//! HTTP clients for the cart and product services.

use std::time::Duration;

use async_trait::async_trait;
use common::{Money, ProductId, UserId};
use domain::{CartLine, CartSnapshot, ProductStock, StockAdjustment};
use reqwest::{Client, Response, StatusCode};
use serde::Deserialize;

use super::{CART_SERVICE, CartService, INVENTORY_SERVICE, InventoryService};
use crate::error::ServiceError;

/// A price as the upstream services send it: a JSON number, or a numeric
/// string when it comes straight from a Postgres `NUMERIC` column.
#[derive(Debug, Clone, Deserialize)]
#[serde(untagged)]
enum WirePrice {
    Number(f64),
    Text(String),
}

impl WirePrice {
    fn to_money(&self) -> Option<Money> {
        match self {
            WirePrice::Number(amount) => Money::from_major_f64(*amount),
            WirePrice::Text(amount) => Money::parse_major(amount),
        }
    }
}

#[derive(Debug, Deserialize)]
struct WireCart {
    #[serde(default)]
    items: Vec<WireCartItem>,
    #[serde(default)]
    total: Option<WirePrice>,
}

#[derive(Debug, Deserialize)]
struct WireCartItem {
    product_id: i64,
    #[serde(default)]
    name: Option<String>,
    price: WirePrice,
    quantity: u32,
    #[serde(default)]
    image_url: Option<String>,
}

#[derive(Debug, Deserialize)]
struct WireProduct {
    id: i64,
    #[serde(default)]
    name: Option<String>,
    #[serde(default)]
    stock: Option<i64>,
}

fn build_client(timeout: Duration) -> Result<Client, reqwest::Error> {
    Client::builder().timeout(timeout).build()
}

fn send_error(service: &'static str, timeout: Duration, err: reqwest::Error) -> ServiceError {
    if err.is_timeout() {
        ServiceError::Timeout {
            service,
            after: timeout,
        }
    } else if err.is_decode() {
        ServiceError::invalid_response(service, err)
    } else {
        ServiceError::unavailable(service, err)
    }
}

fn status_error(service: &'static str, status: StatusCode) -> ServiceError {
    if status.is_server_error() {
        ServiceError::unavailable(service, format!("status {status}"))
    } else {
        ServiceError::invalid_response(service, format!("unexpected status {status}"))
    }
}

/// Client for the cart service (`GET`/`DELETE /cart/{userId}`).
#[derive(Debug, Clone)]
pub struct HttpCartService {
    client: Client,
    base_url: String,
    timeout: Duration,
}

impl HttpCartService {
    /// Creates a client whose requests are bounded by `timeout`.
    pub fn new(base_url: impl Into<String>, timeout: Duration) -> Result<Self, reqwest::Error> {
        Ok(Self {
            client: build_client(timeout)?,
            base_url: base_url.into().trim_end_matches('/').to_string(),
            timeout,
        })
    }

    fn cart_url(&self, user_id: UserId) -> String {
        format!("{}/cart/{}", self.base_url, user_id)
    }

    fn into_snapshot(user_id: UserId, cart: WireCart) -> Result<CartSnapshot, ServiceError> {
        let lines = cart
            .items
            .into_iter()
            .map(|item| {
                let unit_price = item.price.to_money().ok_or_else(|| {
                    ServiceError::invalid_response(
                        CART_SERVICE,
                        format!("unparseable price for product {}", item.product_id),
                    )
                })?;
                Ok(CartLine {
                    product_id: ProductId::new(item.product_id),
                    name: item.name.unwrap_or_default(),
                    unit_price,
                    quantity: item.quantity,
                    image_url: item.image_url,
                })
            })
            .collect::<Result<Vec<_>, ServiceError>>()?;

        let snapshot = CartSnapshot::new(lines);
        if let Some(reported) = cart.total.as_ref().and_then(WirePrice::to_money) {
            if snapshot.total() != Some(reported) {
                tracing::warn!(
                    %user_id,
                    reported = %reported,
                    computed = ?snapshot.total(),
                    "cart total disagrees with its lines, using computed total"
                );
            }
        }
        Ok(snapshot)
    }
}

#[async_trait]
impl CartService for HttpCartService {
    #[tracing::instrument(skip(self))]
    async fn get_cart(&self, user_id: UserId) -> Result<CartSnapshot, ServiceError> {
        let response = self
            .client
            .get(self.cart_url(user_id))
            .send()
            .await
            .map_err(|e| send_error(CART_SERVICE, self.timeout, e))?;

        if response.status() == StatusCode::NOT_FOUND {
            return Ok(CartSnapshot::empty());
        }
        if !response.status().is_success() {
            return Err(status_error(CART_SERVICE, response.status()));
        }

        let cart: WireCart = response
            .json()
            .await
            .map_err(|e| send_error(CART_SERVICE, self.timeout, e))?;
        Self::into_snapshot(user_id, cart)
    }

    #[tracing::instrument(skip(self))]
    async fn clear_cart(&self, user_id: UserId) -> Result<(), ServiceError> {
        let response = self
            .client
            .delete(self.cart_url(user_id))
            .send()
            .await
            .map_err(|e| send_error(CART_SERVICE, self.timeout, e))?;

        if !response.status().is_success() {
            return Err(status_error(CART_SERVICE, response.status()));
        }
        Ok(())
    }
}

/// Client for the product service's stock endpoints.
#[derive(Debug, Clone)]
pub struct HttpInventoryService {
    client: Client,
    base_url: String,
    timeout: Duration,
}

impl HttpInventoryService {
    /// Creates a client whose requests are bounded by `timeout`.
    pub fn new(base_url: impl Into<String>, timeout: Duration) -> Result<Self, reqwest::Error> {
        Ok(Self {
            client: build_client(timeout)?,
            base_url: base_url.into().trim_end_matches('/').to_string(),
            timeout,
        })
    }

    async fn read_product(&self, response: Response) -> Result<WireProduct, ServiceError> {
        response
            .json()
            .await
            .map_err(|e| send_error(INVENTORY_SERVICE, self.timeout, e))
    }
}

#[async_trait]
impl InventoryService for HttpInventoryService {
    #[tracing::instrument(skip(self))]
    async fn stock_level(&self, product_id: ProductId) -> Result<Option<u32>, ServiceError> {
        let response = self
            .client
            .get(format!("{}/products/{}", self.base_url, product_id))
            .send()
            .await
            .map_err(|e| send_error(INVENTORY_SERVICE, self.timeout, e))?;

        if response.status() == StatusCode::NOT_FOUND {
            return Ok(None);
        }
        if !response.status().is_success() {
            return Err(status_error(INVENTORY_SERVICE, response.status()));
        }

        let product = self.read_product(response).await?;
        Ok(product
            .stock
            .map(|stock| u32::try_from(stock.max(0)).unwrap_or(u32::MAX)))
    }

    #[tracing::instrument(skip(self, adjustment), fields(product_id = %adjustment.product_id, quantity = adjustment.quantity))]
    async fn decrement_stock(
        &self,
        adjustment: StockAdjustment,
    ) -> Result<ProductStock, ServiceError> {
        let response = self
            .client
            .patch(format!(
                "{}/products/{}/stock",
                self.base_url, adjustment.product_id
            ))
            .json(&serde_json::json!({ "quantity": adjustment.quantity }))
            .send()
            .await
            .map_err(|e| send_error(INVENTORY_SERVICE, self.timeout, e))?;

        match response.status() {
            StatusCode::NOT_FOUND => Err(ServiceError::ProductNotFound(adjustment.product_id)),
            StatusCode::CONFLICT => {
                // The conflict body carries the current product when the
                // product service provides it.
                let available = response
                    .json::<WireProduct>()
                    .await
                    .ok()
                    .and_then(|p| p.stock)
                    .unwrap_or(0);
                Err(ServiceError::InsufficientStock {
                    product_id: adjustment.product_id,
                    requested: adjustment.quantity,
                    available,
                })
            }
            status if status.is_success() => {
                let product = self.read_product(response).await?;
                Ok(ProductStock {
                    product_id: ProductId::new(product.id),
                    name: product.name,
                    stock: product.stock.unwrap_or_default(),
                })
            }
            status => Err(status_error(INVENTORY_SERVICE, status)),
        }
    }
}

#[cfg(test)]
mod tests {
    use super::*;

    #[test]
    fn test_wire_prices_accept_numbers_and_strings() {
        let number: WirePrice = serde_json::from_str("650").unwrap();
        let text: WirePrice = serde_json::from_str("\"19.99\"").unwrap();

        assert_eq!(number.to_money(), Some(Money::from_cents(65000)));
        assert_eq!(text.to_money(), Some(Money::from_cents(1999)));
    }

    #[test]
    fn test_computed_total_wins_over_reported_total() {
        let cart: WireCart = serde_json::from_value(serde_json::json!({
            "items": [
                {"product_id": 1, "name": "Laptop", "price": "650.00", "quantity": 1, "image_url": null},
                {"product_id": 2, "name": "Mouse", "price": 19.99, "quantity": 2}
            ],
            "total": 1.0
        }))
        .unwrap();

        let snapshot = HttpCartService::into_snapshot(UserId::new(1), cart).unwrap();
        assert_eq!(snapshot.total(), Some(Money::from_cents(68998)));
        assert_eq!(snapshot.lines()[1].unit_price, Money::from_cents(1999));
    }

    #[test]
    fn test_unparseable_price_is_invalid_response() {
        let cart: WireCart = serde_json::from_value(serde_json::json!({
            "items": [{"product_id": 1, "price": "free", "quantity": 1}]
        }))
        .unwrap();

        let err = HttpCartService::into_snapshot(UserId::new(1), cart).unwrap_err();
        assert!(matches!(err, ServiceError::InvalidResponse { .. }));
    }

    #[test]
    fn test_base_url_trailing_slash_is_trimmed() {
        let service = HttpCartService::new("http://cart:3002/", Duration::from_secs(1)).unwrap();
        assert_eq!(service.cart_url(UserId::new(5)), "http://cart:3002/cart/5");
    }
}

## What to do
All that is needed is how many lines of the data contain "name", stated as a number.

## Solution to this problem
6